Normally falling from that height would not necessarily result in death but if a tender child of 1½ years is thrown from that height with force, even if there be no intention, knowledge as rightly held by the Sessions Judge can easily be attributed. 16. Keeping in mind the advanced age of the Appellant, we consider it appropriate to direct that at the time of her surrender she shall be medically examined in presence of a doctor and a report shall be prepared of her physical condition and ailments, if any. It shall be the responsibility of the jail authorities to ensure her good health and treatment when necessary. She shall also be provided any such necessary and imperative facility as may be required because of her advanced age.

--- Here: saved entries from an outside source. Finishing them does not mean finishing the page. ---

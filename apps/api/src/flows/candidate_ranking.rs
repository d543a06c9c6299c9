//! Candidate ranking: orders candidate profiles by relevance to a job.
//!
//! Profiles are opaque strings that start with an identifier, e.g.
//! `"ID 3: Staff engineer, 9 years of Rust"`. The model answers with
//! identifiers; every one of them must point back at a submitted profile.

use std::collections::HashSet;

use serde::{Deserialize, Serialize};
use tracing::info;

use crate::errors::AppError;
use crate::flows::prompts::{render_ranking_prompt, RANKING_ROLE};
use crate::flows::validate_request;
use crate::llm_client::prompts::system_prompt;
use crate::llm_client::schema::{FieldKind, FieldSpec, SchemaDescriptor};
use crate::llm_client::structured::StructuredClient;

/// Prefix the dashboard puts in front of candidate identifiers.
pub const ID_PREFIX: &str = "ID";

#[derive(Debug, Clone, Serialize, Deserialize)]
#[serde(rename_all = "camelCase")]
pub struct RankingRequest {
    pub target_description: String,
    pub candidate_profiles: Vec<String>,
}

#[derive(Debug, Clone, PartialEq, Eq, Serialize, Deserialize)]
#[serde(rename_all = "camelCase")]
pub struct RankingResult {
    /// Most relevant first, exactly as the model wrote them.
    pub ranked_candidate_ids: Vec<String>,
    pub reasoning: String,
}

pub static RANKING_REQUEST_SCHEMA: SchemaDescriptor = SchemaDescriptor {
    name: "ranking_request",
    description: "A job description and the candidate profiles to rank against it.",
    fields: &[
        FieldSpec::new(
            "targetDescription",
            FieldKind::NonEmptyText,
            "The detailed description of the job opening.",
        ),
        FieldSpec::new(
            "candidateProfiles",
            FieldKind::NonEmptyTextList,
            "Candidate profiles, each one string starting with the candidate identifier.",
        ),
    ],
};

pub static CANDIDATE_RANKING_SCHEMA: SchemaDescriptor = SchemaDescriptor {
    name: "candidate_ranking",
    description: "Candidates ranked by relevance to the job description.",
    fields: &[
        FieldSpec::new(
            "rankedCandidateIds",
            FieldKind::TextList,
            "Candidate identifiers, ranked by relevance to the job description.",
        ),
        FieldSpec::new(
            "reasoning",
            FieldKind::Text,
            "A detailed explanation of how the candidates were selected and ranked.",
        ),
    ],
};

/// Strips surrounding whitespace and an optional `ID ` prefix.
pub fn normalize_candidate_id(raw: &str) -> &str {
    let trimmed = raw.trim();
    match trimmed.strip_prefix(ID_PREFIX) {
        Some(rest) if rest.is_empty() || rest.starts_with(char::is_whitespace) => rest.trim(),
        _ => trimmed,
    }
}

/// The identifier embedded in a profile: everything before the first `:`.
pub fn candidate_identifier(profile: &str) -> Option<&str> {
    let (head, _) = profile.split_once(':')?;
    let id = normalize_candidate_id(head);
    (!id.is_empty()).then_some(id)
}

/// Ranks candidate profiles against a job description with a single model call.
pub async fn rank(
    request: &RankingRequest,
    llm: &StructuredClient,
) -> Result<RankingResult, AppError> {
    validate_request(request, &RANKING_REQUEST_SCHEMA)?;
    let known = profile_identifiers(&request.candidate_profiles)?;

    info!(
        "Ranking {} candidate profiles",
        request.candidate_profiles.len()
    );

    let prompt = render_ranking_prompt(&request.target_description, &request.candidate_profiles);
    let result: RankingResult = llm
        .invoke(&prompt, &system_prompt(RANKING_ROLE), &CANDIDATE_RANKING_SCHEMA)
        .await?;

    check_references(&result, &known)?;

    info!(
        "Ranking complete: {} of {} candidates suggested",
        result.ranked_candidate_ids.len(),
        known.len()
    );
    Ok(result)
}

fn profile_identifiers(profiles: &[String]) -> Result<HashSet<&str>, AppError> {
    let mut known = HashSet::with_capacity(profiles.len());

    for (index, profile) in profiles.iter().enumerate() {
        let id = candidate_identifier(profile).ok_or_else(|| {
            AppError::Validation(format!(
                "candidateProfiles[{index}] must start with an identifier such as 'ID 1:'"
            ))
        })?;
        if !known.insert(id) {
            return Err(AppError::Validation(format!(
                "candidateProfiles[{index}] repeats identifier '{id}'"
            )));
        }
    }

    Ok(known)
}

fn check_references(result: &RankingResult, known: &HashSet<&str>) -> Result<(), AppError> {
    let unknown: Vec<String> = result
        .ranked_candidate_ids
        .iter()
        .filter(|id| !known.contains(normalize_candidate_id(id)))
        .cloned()
        .collect();

    if unknown.is_empty() {
        Ok(())
    } else {
        Err(AppError::UnknownCandidateIds(unknown))
    }
}

#[cfg(test)]
mod tests {
    use super::*;
    use crate::llm_client::mock::ScriptedBackend;
    use crate::llm_client::LlmError;

    const RANKING_RESPONSE: &str =
        r#"{"rankedCandidateIds":["ID 2","ID 1"],"reasoning":"Candidate 2 has shipped more Rust."}"#;

    fn request() -> RankingRequest {
        RankingRequest {
            target_description: "Senior Rust Engineer: Own our ingestion pipeline".to_string(),
            candidate_profiles: vec![
                "ID 1: Senior engineer".to_string(),
                "ID 2: Junior designer".to_string(),
            ],
        }
    }

    #[test]
    fn test_candidate_identifier_parsing() {
        assert_eq!(candidate_identifier("ID 1: Senior engineer"), Some("1"));
        assert_eq!(candidate_identifier("c-42: Designer"), Some("c-42"));
        assert_eq!(candidate_identifier("ID 7: Knows: Rust, Go"), Some("7"));
        assert_eq!(candidate_identifier("No identifier here"), None);
        assert_eq!(candidate_identifier("ID : blank id"), None);
    }

    #[test]
    fn test_normalize_candidate_id_accepts_prefixed_and_bare() {
        assert_eq!(normalize_candidate_id("ID 3"), "3");
        assert_eq!(normalize_candidate_id("  3 "), "3");
        assert_eq!(normalize_candidate_id("ID  3"), "3");
        assert_eq!(normalize_candidate_id("IDEA"), "IDEA");
    }

    #[tokio::test]
    async fn test_rank_returns_validated_result() {
        let backend = ScriptedBackend::replying(RANKING_RESPONSE);
        let result = rank(&request(), &backend.client()).await.unwrap();

        assert_eq!(result.ranked_candidate_ids, vec!["ID 2", "ID 1"]);
        assert_eq!(result.reasoning, "Candidate 2 has shipped more Rust.");
    }

    #[tokio::test]
    async fn test_rank_prompt_lists_profiles_in_input_order() {
        let backend = ScriptedBackend::replying(RANKING_RESPONSE);
        rank(&request(), &backend.client()).await.unwrap();

        let calls = backend.calls();
        assert_eq!(calls[0].schema, "candidate_ranking");
        let prompt = &calls[0].prompt;
        let first = prompt.find("- ID 1: Senior engineer").unwrap();
        let second = prompt.find("- ID 2: Junior designer").unwrap();
        assert!(first < second);
        assert!(prompt.contains("Senior Rust Engineer: Own our ingestion pipeline"));
    }

    #[tokio::test]
    async fn test_rank_rejects_empty_profiles() {
        let backend = ScriptedBackend::replying(RANKING_RESPONSE);
        let mut req = request();
        req.candidate_profiles.clear();

        let err = rank(&req, &backend.client()).await.unwrap_err();
        assert!(matches!(err, AppError::Validation(_)));
        assert!(backend.calls().is_empty());
    }

    #[tokio::test]
    async fn test_rank_rejects_empty_target_description() {
        let backend = ScriptedBackend::replying(RANKING_RESPONSE);
        let mut req = request();
        req.target_description = "  ".to_string();

        let err = rank(&req, &backend.client()).await.unwrap_err();
        assert!(matches!(err, AppError::Validation(_)));
    }

    #[tokio::test]
    async fn test_rank_rejects_profiles_without_or_with_duplicate_identifiers() {
        let backend = ScriptedBackend::replying(RANKING_RESPONSE);

        let mut missing = request();
        missing.candidate_profiles.push("Freelance illustrator".to_string());
        let err = rank(&missing, &backend.client()).await.unwrap_err();
        assert!(matches!(err, AppError::Validation(msg) if msg.contains("[2]")));

        let mut duplicate = request();
        duplicate.candidate_profiles.push("ID 1: Someone else".to_string());
        let err = rank(&duplicate, &backend.client()).await.unwrap_err();
        assert!(matches!(err, AppError::Validation(msg) if msg.contains("repeats")));

        assert!(backend.calls().is_empty());
    }

    #[tokio::test]
    async fn test_rank_missing_reasoning_is_schema_mismatch() {
        let backend = ScriptedBackend::replying(r#"{"rankedCandidateIds":["ID 1"]}"#);
        let err = rank(&request(), &backend.client()).await.unwrap_err();

        match err {
            AppError::SchemaMismatch { schema, reason } => {
                assert_eq!(schema, "candidate_ranking");
                assert!(reason.contains("reasoning"));
            }
            other => panic!("expected schema mismatch, got {other:?}"),
        }
    }

    #[tokio::test]
    async fn test_rank_non_string_ids_is_schema_mismatch() {
        let backend =
            ScriptedBackend::replying(r#"{"rankedCandidateIds":[1, 2],"reasoning":"numbers"}"#);
        let err = rank(&request(), &backend.client()).await.unwrap_err();
        assert!(matches!(err, AppError::SchemaMismatch { .. }));
    }

    #[tokio::test]
    async fn test_rank_rejects_identifiers_outside_input_set() {
        let backend = ScriptedBackend::replying(
            r#"{"rankedCandidateIds":["ID 2","ID 9","4"],"reasoning":"made up"}"#,
        );
        let err = rank(&request(), &backend.client()).await.unwrap_err();

        match err {
            AppError::UnknownCandidateIds(ids) => assert_eq!(ids, vec!["ID 9", "4"]),
            other => panic!("expected unknown ids, got {other:?}"),
        }
    }

    #[tokio::test]
    async fn test_rank_accepts_bare_identifiers_and_empty_ranking() {
        let backend = ScriptedBackend::replying(r#"{"rankedCandidateIds":["1"],"reasoning":"ok"}"#);
        let result = rank(&request(), &backend.client()).await.unwrap();
        assert_eq!(result.ranked_candidate_ids, vec!["1"]);

        let backend = ScriptedBackend::replying(
            r#"{"rankedCandidateIds":[],"reasoning":"Nobody fits this role."}"#,
        );
        let result = rank(&request(), &backend.client()).await.unwrap();
        assert!(result.ranked_candidate_ids.is_empty());
    }

    #[tokio::test(start_paused = true)]
    async fn test_rank_surfaces_timeout() {
        let backend = ScriptedBackend::stalling();
        let err = rank(&request(), &backend.client()).await.unwrap_err();
        assert!(matches!(err, AppError::ModelInvocation(LlmError::Timeout(_))));
    }

    #[tokio::test]
    async fn test_rank_is_deterministic_under_deterministic_backend() {
        let backend = ScriptedBackend::replying(RANKING_RESPONSE);
        let client = backend.client();

        let first = rank(&request(), &client).await.unwrap();
        let second = rank(&request(), &client).await.unwrap();
        assert_eq!(first, second);
    }
}
//! Axum route handlers for the catalog API.

use axum::{
    extract::{Path, Query, State},
    http::StatusCode,
    Json,
};
use serde::{Deserialize, Serialize};
use tracing::info;

use crate::catalog::models::{
    Assessment, AssessmentDraft, Candidate, DashboardSummary, Job, StageDirection,
};
use crate::errors::AppError;
use crate::extractors::ValidJson;
use crate::flows::candidate_ranking::{rank, RankingRequest};
use crate::flows::job_import::{extract, ExtractionRequest, ExtractionResult};
use crate::state::AppState;

// ────────────────────────────────────────────────────────────────────────────
// Request / Response types
// ────────────────────────────────────────────────────────────────────────────

#[derive(Debug, Deserialize)]
pub struct JobSearchQuery {
    pub q: Option<String>,
}

#[derive(Debug, Deserialize)]
#[serde(rename_all = "camelCase")]
pub struct CandidateFilter {
    pub job_id: Option<String>,
}

#[derive(Debug, Deserialize)]
pub struct MoveCandidateRequest {
    pub direction: StageDirection,
}

#[derive(Debug, Serialize)]
pub struct CandidateMatch {
    /// 1-based position in the model's ranking.
    pub rank: usize,
    pub candidate: Candidate,
}

#[derive(Debug, Serialize)]
#[serde(rename_all = "camelCase")]
pub struct SuggestionsResponse {
    pub job_id: String,
    pub reasoning: String,
    pub ranked_candidate_ids: Vec<String>,
    pub matches: Vec<CandidateMatch>,
}

// ────────────────────────────────────────────────────────────────────────────
// Jobs
// ────────────────────────────────────────────────────────────────────────────

/// GET /api/v1/jobs?q=
pub async fn handle_list_jobs(
    State(state): State<AppState>,
    Query(query): Query<JobSearchQuery>,
) -> Json<Vec<Job>> {
    Json(state.catalog.list_jobs(query.q.as_deref()).await)
}

/// GET /api/v1/jobs/:id
pub async fn handle_get_job(
    State(state): State<AppState>,
    Path(job_id): Path<String>,
) -> Result<Json<Job>, AppError> {
    Ok(Json(state.catalog.get_job(&job_id).await?))
}

/// POST /api/v1/jobs/import
///
/// Extracts a listing from pasted text for the recruiter to review.
/// Nothing is stored until the reviewed listing is posted to /api/v1/jobs.
pub async fn handle_import_preview(
    State(state): State<AppState>,
    ValidJson(request): ValidJson<ExtractionRequest>,
) -> Result<Json<ExtractionResult>, AppError> {
    Ok(Json(extract(&request, &state.llm).await?))
}

/// POST /api/v1/jobs
pub async fn handle_create_job(
    State(state): State<AppState>,
    ValidJson(listing): ValidJson<ExtractionResult>,
) -> (StatusCode, Json<Job>) {
    let job = state.catalog.create_job_from_import(&listing).await;
    (StatusCode::CREATED, Json(job))
}

/// POST /api/v1/jobs/:id/suggestions
///
/// Ranks every candidate in the catalog against the job and resolves the
/// ranked ids back to candidate records.
pub async fn handle_suggest_candidates(
    State(state): State<AppState>,
    Path(job_id): Path<String>,
) -> Result<Json<SuggestionsResponse>, AppError> {
    let job = state.catalog.get_job(&job_id).await?;

    let request = RankingRequest {
        target_description: format!("{}: {}", job.title, job.description),
        candidate_profiles: state.catalog.candidate_profiles().await,
    };
    let ranking = rank(&request, &state.llm).await?;

    let matches: Vec<CandidateMatch> = state
        .catalog
        .resolve_ranked(&ranking.ranked_candidate_ids)
        .await
        .into_iter()
        .enumerate()
        .map(|(index, candidate)| CandidateMatch {
            rank: index + 1,
            candidate,
        })
        .collect();

    info!("Suggested {} candidates for job {}", matches.len(), job.id);

    Ok(Json(SuggestionsResponse {
        job_id: job.id,
        reasoning: ranking.reasoning,
        ranked_candidate_ids: ranking.ranked_candidate_ids,
        matches,
    }))
}

// ────────────────────────────────────────────────────────────────────────────
// Candidates
// ────────────────────────────────────────────────────────────────────────────

/// GET /api/v1/candidates?jobId=
pub async fn handle_list_candidates(
    State(state): State<AppState>,
    Query(filter): Query<CandidateFilter>,
) -> Json<Vec<Candidate>> {
    Json(state.catalog.list_candidates(filter.job_id.as_deref()).await)
}

/// POST /api/v1/candidates/:id/move
pub async fn handle_move_candidate(
    State(state): State<AppState>,
    Path(candidate_id): Path<String>,
    ValidJson(request): ValidJson<MoveCandidateRequest>,
) -> Result<Json<Candidate>, AppError> {
    Ok(Json(
        state
            .catalog
            .move_candidate(&candidate_id, request.direction)
            .await?,
    ))
}

// ────────────────────────────────────────────────────────────────────────────
// Assessments & dashboard
// ────────────────────────────────────────────────────────────────────────────

/// GET /api/v1/assessments
pub async fn handle_list_assessments(State(state): State<AppState>) -> Json<Vec<Assessment>> {
    Json(state.catalog.list_assessments().await)
}

/// POST /api/v1/assessments
pub async fn handle_create_assessment(
    State(state): State<AppState>,
    ValidJson(draft): ValidJson<AssessmentDraft>,
) -> Result<(StatusCode, Json<Assessment>), AppError> {
    let assessment = state.catalog.create_assessment(draft).await?;
    Ok((StatusCode::CREATED, Json(assessment)))
}

/// GET /api/v1/assessments/:id
pub async fn handle_get_assessment(
    State(state): State<AppState>,
    Path(assessment_id): Path<String>,
) -> Result<Json<Assessment>, AppError> {
    Ok(Json(state.catalog.get_assessment(&assessment_id).await?))
}

/// GET /api/v1/dashboard
pub async fn handle_dashboard(State(state): State<AppState>) -> Json<DashboardSummary> {
    Json(state.catalog.dashboard_summary().await)
}
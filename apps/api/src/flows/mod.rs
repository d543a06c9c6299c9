// Schema-constrained LLM flows: job-listing extraction and candidate ranking.
// All model calls go through llm_client::structured, never to a provider directly.

use serde::Serialize;

use crate::errors::AppError;
use crate::llm_client::schema::SchemaDescriptor;

pub mod candidate_ranking;
pub mod handlers;
pub mod job_import;
pub mod prompts;

/// Checks a flow request against its request-shape descriptor.
/// Any violation is the caller's fault and surfaces as `AppError::Validation`.
pub(crate) fn validate_request<T: Serialize>(
    request: &T,
    schema: &SchemaDescriptor,
) -> Result<(), AppError> {
    let value = serde_json::to_value(request).map_err(|e| AppError::Internal(e.into()))?;
    schema
        .validate(&value)
        .map_err(|violation| AppError::Validation(format!("{}: {violation}", schema.name)))
}
// Shared prompt fragments.
// Each flow defines its own prompts alongside it; this file holds the
// cross-cutting pieces every structured call reuses.

/// System prompt fragment that enforces JSON-only output.
pub const JSON_ONLY_SYSTEM: &str = "You MUST respond with valid JSON only. \
    Do NOT include any text outside the JSON object. \
    Do NOT use markdown code fences. \
    Do NOT include explanations or apologies.";

/// Builds a system prompt from a role statement plus the JSON-only rules.
pub fn system_prompt(role: &str) -> String {
    format!("{role} {JSON_ONLY_SYSTEM}")
}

The jail authorities on the day of her surrender are also directed to intimate immediately the Secretary, District Legal Services Authority of the District concerned in writing. The Secretary shall ensure that PLV visits the Appellant once a fortnight and submits a report to the Secretary, District Legal Services Authority who shall in coordination with the jail authorities ensure that she is provided and looked after befitting her age. 17. The bail bonds of the Appellant are cancelled. She is directed to be taken into custody forthwith and/or surrender for serving out the remaining period of her sentence. 18. With the aforesaid observations, both the appeals are dismissed.